J’y joins même M. de Grignan, dont les dates sont encore plus anciennes que les nôtres. Je rassemble toutes ces choses, et de tout côté je me trouve offensée ; je m’en plains à vos amis, je m’en plains à notre cher Corbinelli, confident jaloux, et témoin de toute l’estime et l’amitié que nous avons pour vous ; et enfin je m’en plains à vous-même, monsieur. D’où vient ce silence ? est-ce de l’oubli ? est-ce une parfaite indifférence ? Je ne sais : que voulezvous que je pense ? À quoi ressemble votre conduite ? donnez-y un nom, monsieur ; voilà le procès en état d’être jugé. Jugez- le : je consens que vous soyez juge et partie.


313. — DE Mme  DE SÉVIGNÉ À M. DE SÉVIGNÉ.
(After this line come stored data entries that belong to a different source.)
// SPDX-FileCopyrightText: 2026 Faqline Contributors
// SPDX-License-Identifier: MIT OR Apache-2.0

//! Core library for the Faqline FAQ engine.
//!
//! This crate provides the message model and error enum shared by the engine
//! and the presentation layer. The engine itself lives in `faqline-engine`.

pub mod error;
pub mod types;

// Re-export key items at crate root for ergonomic imports.
pub use error::FaqlineError;
pub use types::{Feedback, Message, MessageId, Sender};
// SPDX-FileCopyrightText: 2026 Faqline Contributors
// SPDX-License-Identifier: MIT OR Apache-2.0

//! Post-deserialization validation for configuration values.
//!
//! Validates the semantic constraints the engine relies on as preconditions:
//! a non-empty ordered FAQ dataset with lowercase keywords and non-empty
//! answers, plus a usable fallback string.

use crate::diagnostic::ConfigError;
use crate::model::FaqlineConfig;

/// Validate a deserialized configuration for semantic correctness.
///
/// Returns `Ok(())` if all validations pass, or `Err(Vec<ConfigError>)` with
/// all collected validation errors (does not fail fast).
pub fn validate_config(config: &FaqlineConfig) -> Result<(), Vec<ConfigError>> {
    let mut errors = Vec::new();

    if config.agent.name.trim().is_empty() {
        errors.push(ConfigError::Validation {
            message: "agent.name must not be empty".to_string(),
        });
    }

    if config.engine.fallback_answer.trim().is_empty() {
        errors.push(ConfigError::Validation {
            message: "engine.fallback_answer must not be empty".to_string(),
        });
    }

    if config.faq.is_empty() {
        errors.push(ConfigError::Validation {
            message: "at least one [[faq]] entry is required".to_string(),
        });
    }

    for (i, entry) in config.faq.iter().enumerate() {
        if entry.keywords.is_empty() {
            errors.push(ConfigError::Validation {
                message: format!("faq[{i}].keywords must not be empty"),
            });
        }

        for kw in &entry.keywords {
            if kw.trim().is_empty() {
                errors.push(ConfigError::Validation {
                    message: format!("faq[{i}] contains an empty keyword"),
                });
            } else if *kw != kw.to_lowercase() {
                // The engine lowercases queries, never keywords; a mixed-case
                // keyword would silently never match.
                errors.push(ConfigError::Validation {
                    message: format!(
                        "faq[{i}] keyword `{kw}` must be lowercase"
                    ),
                });
            }
        }

        if entry.answer.trim().is_empty() {
            errors.push(ConfigError::Validation {
                message: format!("faq[{i}].answer must not be empty"),
            });
        }
    }

    if errors.is_empty() {
        Ok(())
    } else {
        Err(errors)
    }
}

#[cfg(test)]
mod tests {
    use super::*;
    use crate::model::FaqEntryConfig;

    #[test]
    fn default_config_validates() {
        let config = FaqlineConfig::default();
        assert!(validate_config(&config).is_ok());
    }

    #[test]
    fn empty_faq_list_fails_validation() {
        let mut config = FaqlineConfig::default();
        config.faq.clear();
        let errors = validate_config(&config).unwrap_err();
        assert!(errors.iter().any(
            |e| matches!(e, ConfigError::Validation { message } if message.contains("at least one"))
        ));
    }

    #[test]
    fn uppercase_keyword_fails_validation() {
        let mut config = FaqlineConfig::default();
        config.faq = vec![FaqEntryConfig {
            keywords: vec!["Hello".to_string()],
            answer: "hi".to_string(),
        }];
        let errors = validate_config(&config).unwrap_err();
        assert!(errors.iter().any(
            |e| matches!(e, ConfigError::Validation { message } if message.contains("lowercase"))
        ));
    }

    #[test]
    fn blank_answer_fails_validation() {
        let mut config = FaqlineConfig::default();
        config.faq = vec![FaqEntryConfig {
            keywords: vec!["hello".to_string()],
            answer: "   ".to_string(),
        }];
        let errors = validate_config(&config).unwrap_err();
        assert!(errors.iter().any(
            |e| matches!(e, ConfigError::Validation { message } if message.contains("answer"))
        ));
    }

    #[test]
    fn entry_without_keywords_fails_validation() {
        let mut config = FaqlineConfig::default();
        config.faq = vec![FaqEntryConfig {
            keywords: vec![],
            answer: "orphaned".to_string(),
        }];
        let errors = validate_config(&config).unwrap_err();
        assert!(errors.iter().any(
            |e| matches!(e, ConfigError::Validation { message } if message.contains("keywords"))
        ));
    }

    #[test]
    fn all_errors_are_collected_not_just_the_first() {
        let mut config = FaqlineConfig::default();
        config.agent.name = String::new();
        config.engine.fallback_answer = String::new();
        config.faq.clear();
        let errors = validate_config(&config).unwrap_err();
        assert_eq!(errors.len(), 3);
    }
}
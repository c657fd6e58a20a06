// SPDX-FileCopyrightText: 2026 Faqline Contributors
// SPDX-License-Identifier: MIT OR Apache-2.0

//! Configuration loader using Figment for layered config merging.
//!
//! Supports XDG hierarchy: `./faqline.toml` > `~/.config/faqline/faqline.toml`
//! > `/etc/faqline/faqline.toml` with environment variable overrides via the
//! `FAQLINE_` prefix.

#![allow(clippy::result_large_err)] // figment::Error is external and cannot be boxed without wrapper

use std::path::Path;

use figment::{
    providers::{Env, Format, Serialized, Toml},
    Figment,
};

use crate::model::FaqlineConfig;

/// Load configuration from the standard XDG hierarchy with env var overrides.
///
/// Merge order (later overrides earlier):
/// 1. Compiled defaults (including the builtin FAQ dataset)
/// 2. `/etc/faqline/faqline.toml` (system-wide)
/// 3. `~/.config/faqline/faqline.toml` (user XDG config)
/// 4. `./faqline.toml` (local directory)
/// 5. `FAQLINE_*` environment variables
pub fn load_config() -> Result<FaqlineConfig, figment::Error> {
    Figment::new()
        .merge(Serialized::defaults(FaqlineConfig::default()))
        .merge(Toml::file("/etc/faqline/faqline.toml"))
        .merge(Toml::file(
            dirs::config_dir()
                .map(|d| d.join("faqline/faqline.toml"))
                .unwrap_or_default(),
        ))
        .merge(Toml::file("faqline.toml"))
        .merge(env_provider())
        .extract()
}

/// Load configuration from a TOML string only (no XDG lookup).
///
/// Used for testing and explicit config specification.
pub fn load_config_from_str(toml_content: &str) -> Result<FaqlineConfig, figment::Error> {
    Figment::new()
        .merge(Serialized::defaults(FaqlineConfig::default()))
        .merge(Toml::string(toml_content))
        .extract()
}

/// Load configuration from a specific file path with env var overrides.
pub fn load_config_from_path(path: &Path) -> Result<FaqlineConfig, figment::Error> {
    Figment::new()
        .merge(Serialized::defaults(FaqlineConfig::default()))
        .merge(Toml::file(path))
        .merge(env_provider())
        .extract()
}

/// Create the environment variable provider using explicit `map()` for
/// section-to-dot mapping.
///
/// Uses `Env::map()` rather than `Env::split("_")` to avoid ambiguity with
/// underscore-containing key names: `FAQLINE_ENGINE_RESPONSE_DELAY_MS` must
/// map to `engine.response_delay_ms`, not `engine.response.delay.ms`.
fn env_provider() -> Env {
    Env::prefixed("FAQLINE_").map(|key| {
        // `key` is the lowercased env var name with prefix stripped.
        // Example: FAQLINE_ENGINE_FALLBACK_ANSWER -> "engine_fallback_answer"
        let key_str = key.as_str();
        let mapped = key_str
            .replacen("agent_", "agent.", 1)
            .replacen("engine_", "engine.", 1);
        mapped.into()
    })
}
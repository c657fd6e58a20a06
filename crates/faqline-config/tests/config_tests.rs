// SPDX-FileCopyrightText: 2026 Faqline Contributors
// SPDX-License-Identifier: MIT OR Apache-2.0

//! Integration tests for the Faqline configuration system.

use faqline_config::diagnostic::ConfigError;
use faqline_config::model::FaqlineConfig;
use faqline_config::{load_and_validate_str, load_config_from_str};

/// Valid TOML with all known fields deserializes successfully.
#[test]
fn valid_toml_deserializes_into_faqline_config() {
    let toml = r#"
[agent]
name = "helpdesk"
log_level = "debug"

[engine]
response_delay_ms = 250
fallback_answer = "No idea, sorry."

[[faq]]
keywords = ["hours", "open"]
answer = "We are open 9-5."

[[faq]]
keywords = ["parking"]
answer = "Free parking behind the building."
"#;

    let config = load_config_from_str(toml).expect("valid TOML should deserialize");
    assert_eq!(config.agent.name, "helpdesk");
    assert_eq!(config.agent.log_level, "debug");
    assert_eq!(config.engine.response_delay_ms, 250);
    assert_eq!(config.engine.fallback_answer, "No idea, sorry.");
    assert_eq!(config.faq.len(), 2);
    assert_eq!(config.faq[0].keywords, vec!["hours", "open"]);
    assert_eq!(config.faq[1].answer, "Free parking behind the building.");
}

/// Unknown field in [agent] section produces an UnknownField error.
#[test]
fn unknown_field_in_agent_produces_error() {
    let toml = r#"
[agent]
naem = "test"
"#;

    let err = load_config_from_str(toml).expect_err("should reject unknown field");
    let err_str = format!("{err}");
    // Figment wraps serde's deny_unknown_fields error
    assert!(
        err_str.contains("unknown field") || err_str.contains("naem"),
        "error should mention unknown field or the bad key, got: {err_str}"
    );
}

/// Unknown field inside a [[faq]] entry produces an UnknownField error.
#[test]
fn unknown_field_in_faq_entry_produces_error() {
    let toml = r#"
[[faq]]
keywords = ["hello"]
anser = "typo"
"#;

    let err = load_config_from_str(toml).expect_err("should reject unknown field");
    let err_str = format!("{err}");
    assert!(
        err_str.contains("unknown field") || err_str.contains("anser"),
        "error should mention unknown field, got: {err_str}"
    );
}

/// Missing optional sections use defaults without error.
#[test]
fn missing_optional_sections_use_defaults() {
    let toml = "";
    let config = load_config_from_str(toml).expect("empty TOML should use defaults");

    assert_eq!(config.agent.name, "faqline");
    assert_eq!(config.agent.log_level, "info");
    assert_eq!(config.engine.response_delay_ms, 500);
    assert!(config.engine.fallback_answer.starts_with("I'm sorry"));
    assert_eq!(config.faq.len(), 10);
}

/// A merged override wins over TOML, as FAQLINE_* env vars do at runtime.
#[test]
fn merged_override_wins_over_toml() {
    use figment::{
        providers::{Format, Serialized, Toml},
        Figment,
    };

    let toml_content = r#"
[engine]
response_delay_ms = 500
"#;

    // Simulate FAQLINE_ENGINE_RESPONSE_DELAY_MS by merging the dotted key
    // the env provider maps to.
    let config: FaqlineConfig = Figment::new()
        .merge(Serialized::defaults(FaqlineConfig::default()))
        .merge(Toml::string(toml_content))
        .merge(("engine.response_delay_ms", 0u64))
        .extract()
        .expect("should merge env override");

    assert_eq!(config.engine.response_delay_ms, 0);
}

/// load_and_validate_str surfaces validation failures as diagnostics.
#[test]
fn validation_failures_surface_as_config_errors() {
    let toml = r#"
[[faq]]
keywords = []
answer = "unreachable"
"#;

    let errors = load_and_validate_str(toml).expect_err("empty keywords must fail");
    assert!(errors.iter().any(
        |e| matches!(e, ConfigError::Validation { message } if message.contains("keywords"))
    ));
}

/// A fully valid configuration passes load_and_validate_str end to end.
#[test]
fn valid_config_passes_load_and_validate() {
    let toml = r#"
[engine]
response_delay_ms = 0

[[faq]]
keywords = ["ping"]
answer = "pong"
"#;

    let config = load_and_validate_str(toml).expect("config should validate");
    assert_eq!(config.faq.len(), 1);
}
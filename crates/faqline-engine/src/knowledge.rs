// SPDX-FileCopyrightText: 2026 Faqline Contributors
// SPDX-License-Identifier: MIT OR Apache-2.0

//! The FAQ knowledge base and query resolution.
//!
//! Matching is deliberately simple and auditable: the query is lowercased and
//! each entry matches when any of its keywords is a substring of it. No
//! trimming, no stemming, no tokenization. Entries are scanned in their fixed
//! configuration order and the first match wins, so ordering in the dataset
//! decides precedence for ambiguous queries.

use faqline_config::model::{EngineConfig, FaqEntryConfig};
use tracing::debug;

/// One immutable knowledge base entry: a keyword set and its canonical answer.
///
/// Keywords are lowercase and non-empty; the config layer validates this
/// before a `KnowledgeBase` is ever constructed.
#[derive(Debug, Clone)]
pub struct KnowledgeBaseEntry {
    pub keywords: Vec<String>,
    pub answer: String,
}

/// The outcome of resolving a query.
///
/// Resolution is total: a query that matches nothing still yields the
/// configured fallback answer with `matched = false`. Absence of a match is a
/// normal outcome, not an error.
#[derive(Debug, Clone, PartialEq, Eq)]
pub struct MatchOutcome {
    pub answer: String,
    pub matched: bool,
}

/// An immutable, ordered FAQ dataset plus the fallback answer.
///
/// Read-only after construction; owned for the process lifetime.
#[derive(Debug, Clone)]
pub struct KnowledgeBase {
    entries: Vec<KnowledgeBaseEntry>,
    fallback: String,
}

impl KnowledgeBase {
    /// Builds a knowledge base from already-validated config sections.
    pub fn from_config(faq: &[FaqEntryConfig], engine: &EngineConfig) -> Self {
        let entries = faq
            .iter()
            .map(|e| KnowledgeBaseEntry {
                keywords: e.keywords.clone(),
                answer: e.answer.clone(),
            })
            .collect();
        Self {
            entries,
            fallback: engine.fallback_answer.clone(),
        }
    }

    /// Returns the entries in their fixed precedence order.
    pub fn entries(&self) -> &[KnowledgeBaseEntry] {
        &self.entries
    }

    /// Returns the answer used when nothing matches.
    pub fn fallback_answer(&self) -> &str {
        &self.fallback
    }

    /// Resolves a query against the dataset.
    ///
    /// Linear scan with short-circuit: the first entry (in dataset order) with
    /// any keyword contained in the lowercased query wins. Callers are
    /// responsible for logging unmatched queries to the unanswered log.
    pub fn resolve(&self, query: &str) -> MatchOutcome {
        let normalized = query.to_lowercase();

        for (index, entry) in self.entries.iter().enumerate() {
            let matched = entry
                .keywords
                .iter()
                .any(|kw| normalized.contains(kw.as_str()));
            if matched {
                debug!(entry = index, "query matched knowledge base entry");
                return MatchOutcome {
                    answer: entry.answer.clone(),
                    matched: true,
                };
            }
        }

        debug!("query matched no knowledge base entry");
        MatchOutcome {
            answer: self.fallback.clone(),
            matched: false,
        }
    }
}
À Grignan, le mardi 20 septembre 1695.

Vous voilà donc à nos pauvres Rochers, mes chers enfants ! et vous y trouvez une douceur et une tranquillité exempte de tous devoirs et de toute fatigue, qui fait respirer notre chère petite marquise. Mon Dieu ! que vous me peignez bien son état et son extrême délicatesse ! j’en suis sensiblement touchée ; et j’entre si tendrement dans toutes vos pensées, que j’en ai le cœur serré et les larmes aux yeux. Il faut espérer que vous n’aurez, dans toutes vos peines, que le mérite de les souffrir avec résignation et soumission ; mais si Dieu en jugeait autrement, c’est alors que toutes les choses impromises arriveraient d’une autre façon : mais je veux croire que cette chère personne, bien conservée, durera autant que les autres ; nous en avons mille exemples. Mademoiselle de la Trousse (mademoiselle de Méri) n’a-t-elle pas eu toute sorte de maux ? En attendant, mon cher enfant, j’entre avec une tendresse infinie dans tous vos sentiments, mais du fond de mon cœur. Vous me faites justice quand vous me dites que vous craignez de m’attendrir, en me contant l’état de votre âme ; n’en doutez pas, et que je n’y sois infiniment sensible. J’espère que cette réponse vous trouvera dans un état plus tranquille et plus heureux. Vous me paraissez loin de penser à Paris pour notre marquise. Vous ne voyez que Bourbon pour le printemps. Conduisez-moi toujours dans tous vos desseins, et ne me laissez rien ignorer de tout ce qui vous touche.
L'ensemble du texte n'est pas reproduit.